NBCU: Multiplatform Olympic Consumption Was Add-On
NBCUniversal’s top researcher Alan Wurtzel said there was considerable worry that making all Olympic events available live online this summer would
cannibalize prime-time TV viewing, but ample evidence emerged indicating the streaming was an add-on.
Research from comScore showed adults who watched the Olympics only on TV spent an average of 4 hours and 19 minutes. Those consuming Olympic content on two devices (a TV and computer) did so for 5 hours and 18 minutes a day on average.
Moving up to three devices (TV, computer, mobile device), the average jumped to 6 hours and 50 minutes. Four-device users (TV, computer, mobile and tablet) consumed on average 8 hours and 29 minutes of content. Those who watched on TV and a laptop averaged 22% more prime-time viewing, while those who also watched with a phone and tablet averaged more than 8 hours or double the amount watched by TV-only viewers, said Wurtzel.
The London games, he said, signaled the “rise of the simultaneous viewer."
Total viewing exposures for the London Games, compared to the previous Summer Olympics in Beijing were up 11%. The newer platforms -- mobile and TV VOD -- grew the most on a percentage basis, 279% and 81% ,respectively. But TV viewing was also up, by 2%, while online grew 10%.
of the consumers were using more than one device at once. Wurtzel, the president of research at NBCU, characterized that as “the new normal.”
NBCU found that among people consuming Olympic content on a TV and at least one device, 54% engaged in simultaneous viewing. It was not just a younger-person phenomenon. Research found within an 18-to-24 demo, 53% were “SimViewers.” The percentage was about the same within a 25-to-54 demo and 55+ segment.

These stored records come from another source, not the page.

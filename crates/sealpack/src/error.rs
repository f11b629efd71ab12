//! Error types for Sealpack.

use sealpack_client::ClientError;
use sealpack_core::CoreError;
use sealpack_jose::JoseError;
use thiserror::Error;

/// Errors that can occur while sealing, opening or publishing packets.
#[derive(Debug, Error)]
pub enum SealError {
    /// The document or envelope was absent.
    #[error("input must be provided to encrypt or decrypt the packet")]
    BadInput,

    /// A path to extract does not address a value in the document.
    #[error("a path to encrypt was provided that could not be found: {0}")]
    BadPath(String),

    /// No recipient public keys were supplied.
    #[error("public keys must be provided to encrypt a packet")]
    MissingPublicKeys,

    /// Decryption was requested without a configured private key.
    #[error("a private key must be configured during init to decrypt the packet")]
    MissingPrivateKey,

    /// No recipient could be opened, or the ciphertext failed to
    /// authenticate.
    #[error("decryption failed: {0}")]
    DecryptionFailure(String),

    /// A public or private key could not be used.
    #[error("invalid key: {0}")]
    InvalidKey(String),

    /// The envelope or its container is structurally invalid.
    #[error("malformed envelope: {0}")]
    MalformedEnvelope(String),

    /// The envelope was written by an incompatible protocol version.
    #[error("unsupported envelope version: {0}")]
    UnsupportedVersion(String),

    /// A reference marker does not resolve against the decrypted values.
    #[error("unresolved reference: {0}")]
    UnresolvedReference(String),

    /// Encryption failed.
    #[error("encryption error: {0}")]
    Encryption(String),

    /// Serialization error.
    #[error("serialization error: {0}")]
    Serialization(#[from] serde_json::Error),

    /// Device-key lookup failed.
    #[error("error during call to get device keys: {0}")]
    DeviceKeys(String),

    /// Publishing a plain packet failed.
    #[error("error during call to publish packet to user: {0}")]
    PublishToUser(String),

    /// Publishing an encrypted packet failed.
    #[error("error during call to publish an encrypted packet to user: {0}")]
    EncryptedPublishToUser(String),

    /// Several abilities are configured and none was named.
    #[error("a config key must be provided when more than one ability is configured")]
    ConfigKeyMissing,

    /// No ability is configured under the requested name.
    #[error("no ability configured with name: {0}")]
    UnknownAbility(String),

    /// Invalid configuration.
    #[error("invalid configuration: {0}")]
    Config(String),
}

impl From<CoreError> for SealError {
    fn from(err: CoreError) -> Self {
        match err {
            CoreError::BadPath(path) => Self::BadPath(path),
            CoreError::UnresolvedReference(target) => Self::UnresolvedReference(target),
        }
    }
}

impl From<JoseError> for SealError {
    fn from(err: JoseError) -> Self {
        match err {
            JoseError::MissingPublicKeys => Self::MissingPublicKeys,
            JoseError::InvalidKey(msg) => Self::InvalidKey(msg),
            JoseError::MalformedJwe(msg) | JoseError::UnsupportedAlgorithm(msg) => {
                Self::MalformedEnvelope(msg)
            }
            JoseError::EncryptionError(msg) => Self::Encryption(msg),
            JoseError::DecryptionError(msg) => Self::DecryptionFailure(msg),
            JoseError::SerializationError(e) => Self::Serialization(e),
        }
    }
}

impl From<ClientError> for SealError {
    fn from(err: ClientError) -> Self {
        match err {
            ClientError::DeviceKeys(msg) => Self::DeviceKeys(msg),
            ClientError::PublishToUser(msg) => Self::PublishToUser(msg),
            ClientError::EncryptedPublishToUser(msg) => Self::EncryptedPublishToUser(msg),
            ClientError::Config(msg) => Self::Config(msg),
        }
    }
}

/// Result type for Sealpack operations.
pub type Result<T> = std::result::Result<T, SealError>;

SimViewers did skew male at a 55%/45% gender breakdown. Google data shows that SimViewers watched 17% more TV.
ComScore and Google were two among a run of entities NBCU called on to help it analyze Olympic consumption patterns. Wurtzel presented a flurry of data Wednesday at an Advertising Week gathering of the MPG Collaborative Alliance.

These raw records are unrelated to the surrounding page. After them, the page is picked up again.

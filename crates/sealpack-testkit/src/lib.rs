//! # Sealpack Testkit
//!
//! Testing utilities for Sealpack.
//!
//! ## Overview
//!
//! This crate provides:
//!
//! - **Golden vectors**: Envelopes written by another JOSE implementation, with the documents they hold
//! - **Generators**: Proptest strategies for documents and locator sets
//! - **Fixtures**: Recipient keys in every accepted encoding, plus generated devices
//!
//! ## Golden Vectors
//!
//! ```rust
//! use sealpack_testkit::vectors::verify_all_vectors;
//!
//! for (name, passed, detail) in verify_all_vectors() {
//!     assert!(passed, "{name}: {detail}");
//! }
//! ```
//!
//! ## Property Testing
//!
//! ```rust,ignore
//! use proptest::prelude::*;
//! use sealpack_testkit::{SealParams, TestFixture};
//!
//! proptest! {
//!     #[test]
//!     fn round_trip(params: SealParams) {
//!         let fixture = TestFixture::new();
//!         let envelope = fixture.sender
//!             .encrypt_packet(&params.document, &params.paths, &fixture.public_keys())
//!             .unwrap();
//!         prop_assert_eq!(fixture.rsa.decrypt_envelope(&envelope).unwrap(), params.document);
//!     }
//! }
//! ```
//!
//! ## Test Fixtures
//!
//! ```rust
//! use sealpack_testkit::fixtures::TestFixture;
//! use serde_json::json;
//!
//! let fixture = TestFixture::new();
//! let doc = json!({"secret": "s"});
//! let envelope = fixture.seal(&doc, &["/secret"]);
//! assert_eq!(fixture.x25519.decrypt_envelope(&envelope).unwrap(), doc);
//! ```

pub mod fixtures;
pub mod generators;
pub mod vectors;

pub use fixtures::{memory_ability, multi_device_fixtures, Device, TestFixture};
pub use generators::{document, json_value, pick_paths, SealParams};
pub use vectors::{all_vectors, verify_all_vectors, verify_vector, GoldenVector};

NBCU also found that mobile use continues to grow among older demographics. For example, with the 2008 Beijing Games, 15% of those using mobile devices for Olympic content were over 50. That increased to 27% two years later and rose to 34% this summer. “Mobile is mainstreaming,” Wurtzel declared, noting that there were a total of 24 million mobile streams during the London games.
With Twitter and Facebook having boomed since the 2010 Vancouver Games, Wurtzel referred to London as the “first social Olympics.” Within a survey pool, 70% of the 13-to-17 year-olds agreed with the statement: “Social media made me more interested in watching the Games on regular television.” The figure increased to 73% among 18-to-34 year-olds and was at 56% among 35-to-49 year-olds.
He called the London games were the “first social
Olympics,” reporting that a total of 83 million comments were made about the games via social media throughout their duration.
Wurtzel did say social-media use is still relatively limited, a contrast to some media reports that would paint it as widespread.